Re: information creation and promissory materialism

MikeBGene@aol.com
Fri, 15 Oct 1999 12:03:38 EDT

Chris,

Thanks for clarifying your views. Let me try to clarify mine.
You write:

>Now, what I'm saying is that, as time progresses, evolution will create
>organisms in all available directions from the center point, and a great
>many of these will be very simple, and it will keep creating (and,
>sometimes, recreating) simple organisms through time, as new niches open and
>as niches change. But, it will also, in the upward direction, keep evolving
>new organisms of greater and greater complexity, so that, over time, the
>entire hemispherical "bush" expands, filling more and more simple-organism
>niches, but also working upward into more and more complex-organism niches."

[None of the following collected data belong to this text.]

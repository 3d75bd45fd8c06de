//! Operator authentication
//!
//! Admin routes take a static bearer token from `admin.token`.

use axum::{
    async_trait,
    extract::{FromRef, FromRequestParts},
    http::{HeaderMap, request::Parts},
};
use sha2::{Digest, Sha256};

use crate::AppState;
use crate::error::AppError;

fn extract_token_from_headers(headers: &HeaderMap) -> Option<&str> {
    headers
        .get("Authorization")
        .and_then(|h| h.to_str().ok())
        .and_then(|h| h.strip_prefix("Bearer "))
        .map(str::trim)
}

/// Compare tokens by digest so the comparison time does not depend on
/// how long a common prefix is.
fn token_matches(presented: &str, expected: &str) -> bool {
    let presented = Sha256::digest(presented.as_bytes());
    let expected = Sha256::digest(expected.as_bytes());
    presented
        .iter()
        .zip(expected.iter())
        .fold(0u8, |acc, (a, b)| acc | (a ^ b))
        == 0
}

/// Extractor proving the request carries the admin token
///
/// # Usage
/// ```ignore
/// async fn handler(_admin: AdminToken) -> impl IntoResponse { ... }
/// ```
#[derive(Debug, Clone, Copy)]
pub struct AdminToken;

#[async_trait]
impl<S> FromRequestParts<S> for AdminToken
where
    AppState: FromRef<S>,
    S: Send + Sync,
{
    type Rejection = AppError;

    async fn from_request_parts(parts: &mut Parts, state: &S) -> Result<Self, Self::Rejection> {
        let state = AppState::from_ref(state);
        let token = extract_token_from_headers(&parts.headers).ok_or(AppError::Unauthorized)?;

        if token_matches(token, &state.config.admin.token) {
            Ok(AdminToken)
        } else {
            tracing::warn!("Rejected admin request with invalid token");
            Err(AppError::Unauthorized)
        }
    }
}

I understand, but we must also remember that over 50% of the earth's
biomass is composed of microbes, 35% plants, and only 15% animals.
Your perspective on evolution seems heavily weighted by what has
happened with animals. Remember that for about 2 billion years
after life appeared, only single-celled organisms inhabited this planet.
Two billion years of evolution is not something we can ignore and
during this two billion years, there is a distinct lack of evidence for
any "upward direction" to evolution. If alien scientists landed on
earth 2 billion years ago, and studied life, do you think they would
characterize evolution as you have?

Furthermore, even if we focus on multicellular organisms,
it's not clear to me in what way the present age represents
the results of change in "the upward direction, so that, over
time, the new organisms of greater and greater complexity"
appear when compared to the Jurassic and Cretaceous periods.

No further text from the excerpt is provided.